__TO DO__
What appears from the first line of the records below through the line containing "let metric_id = cache.metric_name.id(&metric_name)?;" must be reproduced verbatim.

__EXERCISE MATERIALS__

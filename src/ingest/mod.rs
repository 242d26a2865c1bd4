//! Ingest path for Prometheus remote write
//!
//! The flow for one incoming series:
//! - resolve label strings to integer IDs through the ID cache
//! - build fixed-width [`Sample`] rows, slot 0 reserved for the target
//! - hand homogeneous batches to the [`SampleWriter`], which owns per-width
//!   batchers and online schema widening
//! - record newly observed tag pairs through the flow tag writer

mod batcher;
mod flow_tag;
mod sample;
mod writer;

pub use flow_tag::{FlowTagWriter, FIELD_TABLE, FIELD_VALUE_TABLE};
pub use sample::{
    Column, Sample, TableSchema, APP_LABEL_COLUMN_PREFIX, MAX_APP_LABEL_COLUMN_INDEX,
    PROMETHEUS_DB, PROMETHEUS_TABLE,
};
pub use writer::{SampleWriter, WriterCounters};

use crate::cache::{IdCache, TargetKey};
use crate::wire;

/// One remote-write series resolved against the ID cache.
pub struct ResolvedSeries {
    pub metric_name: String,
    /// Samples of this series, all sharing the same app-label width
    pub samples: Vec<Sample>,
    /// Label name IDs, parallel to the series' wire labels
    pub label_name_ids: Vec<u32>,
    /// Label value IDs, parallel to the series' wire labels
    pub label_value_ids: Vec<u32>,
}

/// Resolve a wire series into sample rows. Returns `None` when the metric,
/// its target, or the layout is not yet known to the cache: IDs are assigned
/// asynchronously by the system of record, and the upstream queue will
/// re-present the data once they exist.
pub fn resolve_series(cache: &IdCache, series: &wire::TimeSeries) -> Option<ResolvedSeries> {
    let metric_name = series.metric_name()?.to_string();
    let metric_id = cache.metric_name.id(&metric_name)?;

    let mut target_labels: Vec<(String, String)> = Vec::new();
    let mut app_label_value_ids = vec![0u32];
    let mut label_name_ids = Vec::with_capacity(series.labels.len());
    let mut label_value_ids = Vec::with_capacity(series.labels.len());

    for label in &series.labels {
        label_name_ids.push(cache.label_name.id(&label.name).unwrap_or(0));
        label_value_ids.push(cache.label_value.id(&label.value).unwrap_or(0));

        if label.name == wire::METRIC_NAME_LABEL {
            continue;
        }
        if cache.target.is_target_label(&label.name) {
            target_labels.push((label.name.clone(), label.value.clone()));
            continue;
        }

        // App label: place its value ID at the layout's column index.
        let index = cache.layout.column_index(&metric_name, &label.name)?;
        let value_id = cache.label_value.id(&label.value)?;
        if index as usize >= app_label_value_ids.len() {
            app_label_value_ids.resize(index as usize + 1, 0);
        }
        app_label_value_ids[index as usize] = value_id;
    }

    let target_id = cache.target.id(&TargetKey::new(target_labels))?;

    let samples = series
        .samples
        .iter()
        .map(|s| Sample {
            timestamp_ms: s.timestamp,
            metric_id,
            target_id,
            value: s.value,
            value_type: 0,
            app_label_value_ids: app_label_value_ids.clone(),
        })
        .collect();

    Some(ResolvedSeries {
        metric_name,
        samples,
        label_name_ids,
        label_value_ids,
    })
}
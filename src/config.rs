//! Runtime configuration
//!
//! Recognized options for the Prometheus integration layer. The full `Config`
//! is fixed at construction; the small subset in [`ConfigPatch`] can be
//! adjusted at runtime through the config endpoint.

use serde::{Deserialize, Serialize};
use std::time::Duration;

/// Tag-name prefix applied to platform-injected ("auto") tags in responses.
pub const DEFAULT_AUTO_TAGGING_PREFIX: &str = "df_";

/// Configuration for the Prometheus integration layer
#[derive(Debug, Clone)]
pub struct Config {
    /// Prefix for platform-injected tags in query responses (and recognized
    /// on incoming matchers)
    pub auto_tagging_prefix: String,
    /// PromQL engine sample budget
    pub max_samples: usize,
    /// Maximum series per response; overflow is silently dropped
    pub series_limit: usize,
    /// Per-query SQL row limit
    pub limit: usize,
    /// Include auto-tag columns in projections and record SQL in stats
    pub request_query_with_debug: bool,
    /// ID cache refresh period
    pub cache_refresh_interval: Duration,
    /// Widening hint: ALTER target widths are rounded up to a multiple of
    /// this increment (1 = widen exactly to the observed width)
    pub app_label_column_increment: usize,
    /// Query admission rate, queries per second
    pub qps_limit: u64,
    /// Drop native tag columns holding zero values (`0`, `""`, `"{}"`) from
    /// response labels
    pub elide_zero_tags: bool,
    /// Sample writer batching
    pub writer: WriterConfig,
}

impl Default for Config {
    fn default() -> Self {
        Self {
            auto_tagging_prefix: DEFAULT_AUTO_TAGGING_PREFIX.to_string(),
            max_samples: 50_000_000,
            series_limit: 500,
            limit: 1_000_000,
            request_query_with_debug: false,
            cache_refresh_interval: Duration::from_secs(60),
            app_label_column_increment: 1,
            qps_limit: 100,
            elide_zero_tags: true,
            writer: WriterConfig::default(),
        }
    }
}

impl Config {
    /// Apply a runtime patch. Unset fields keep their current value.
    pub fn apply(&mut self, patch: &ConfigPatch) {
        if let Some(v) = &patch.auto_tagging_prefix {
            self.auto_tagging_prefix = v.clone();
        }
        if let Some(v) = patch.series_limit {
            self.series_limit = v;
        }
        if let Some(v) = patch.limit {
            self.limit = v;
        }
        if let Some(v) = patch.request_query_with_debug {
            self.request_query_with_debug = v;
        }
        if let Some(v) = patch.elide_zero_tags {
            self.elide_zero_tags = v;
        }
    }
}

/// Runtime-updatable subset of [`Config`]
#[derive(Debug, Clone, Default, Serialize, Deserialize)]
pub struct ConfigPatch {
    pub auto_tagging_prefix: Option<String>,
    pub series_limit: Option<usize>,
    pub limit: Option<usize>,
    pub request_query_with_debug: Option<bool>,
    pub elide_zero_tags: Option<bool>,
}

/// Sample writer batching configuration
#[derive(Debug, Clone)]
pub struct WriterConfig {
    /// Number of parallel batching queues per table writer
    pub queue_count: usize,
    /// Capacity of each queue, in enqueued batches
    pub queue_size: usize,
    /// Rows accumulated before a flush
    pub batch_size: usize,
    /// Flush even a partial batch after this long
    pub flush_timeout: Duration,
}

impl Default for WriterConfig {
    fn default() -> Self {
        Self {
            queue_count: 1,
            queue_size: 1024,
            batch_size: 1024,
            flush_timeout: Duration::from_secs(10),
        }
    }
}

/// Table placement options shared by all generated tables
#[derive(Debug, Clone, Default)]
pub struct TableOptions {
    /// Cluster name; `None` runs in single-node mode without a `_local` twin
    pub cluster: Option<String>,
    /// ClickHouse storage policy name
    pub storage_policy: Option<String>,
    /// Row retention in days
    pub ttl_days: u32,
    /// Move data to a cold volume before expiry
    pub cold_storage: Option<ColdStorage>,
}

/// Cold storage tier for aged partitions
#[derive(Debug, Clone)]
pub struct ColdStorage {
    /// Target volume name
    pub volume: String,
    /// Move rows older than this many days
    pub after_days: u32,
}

__WORKED SOLUTION__
filename src/ingest/mod.rs
repository 242d26a2865c1bd4
//! Ingest path for Prometheus remote write
//!
//! The flow for one incoming series:
//! - resolve label strings to integer IDs through the ID cache
//! - build fixed-width [`Sample`] rows, slot 0 reserved for the target
//! - hand homogeneous batches to the [`SampleWriter`], which owns per-width
//!   batchers and online schema widening
//! - record newly observed tag pairs through the flow tag writer

mod batcher;
mod flow_tag;
mod sample;
mod writer;

pub use flow_tag::{FlowTagWriter, FIELD_TABLE, FIELD_VALUE_TABLE};
pub use sample::{
    Column, Sample, TableSchema, APP_LABEL_COLUMN_PREFIX, MAX_APP_LABEL_COLUMN_INDEX,
    PROMETHEUS_DB, PROMETHEUS_TABLE,
};
pub use writer::{SampleWriter, WriterCounters};

use crate::cache::{IdCache, TargetKey};
use crate::wire;

/// One remote-write series resolved against the ID cache.
pub struct ResolvedSeries {
    pub metric_name: String,
    /// Samples of this series, all sharing the same app-label width
    pub samples: Vec<Sample>,
    /// Label name IDs, parallel to the series' wire labels
    pub label_name_ids: Vec<u32>,
    /// Label value IDs, parallel to the series' wire labels
    pub label_value_ids: Vec<u32>,
}

/// Resolve a wire series into sample rows. Returns `None` when the metric,
/// its target, or the layout is not yet known to the cache: IDs are assigned
/// asynchronously by the system of record, and the upstream queue will
/// re-present the data once they exist.
pub fn resolve_series(cache: &IdCache, series: &wire::TimeSeries) -> Option<ResolvedSeries> {
    let metric_name = series.metric_name()?.to_string();
    let metric_id = cache.metric_name.id(&metric_name)?;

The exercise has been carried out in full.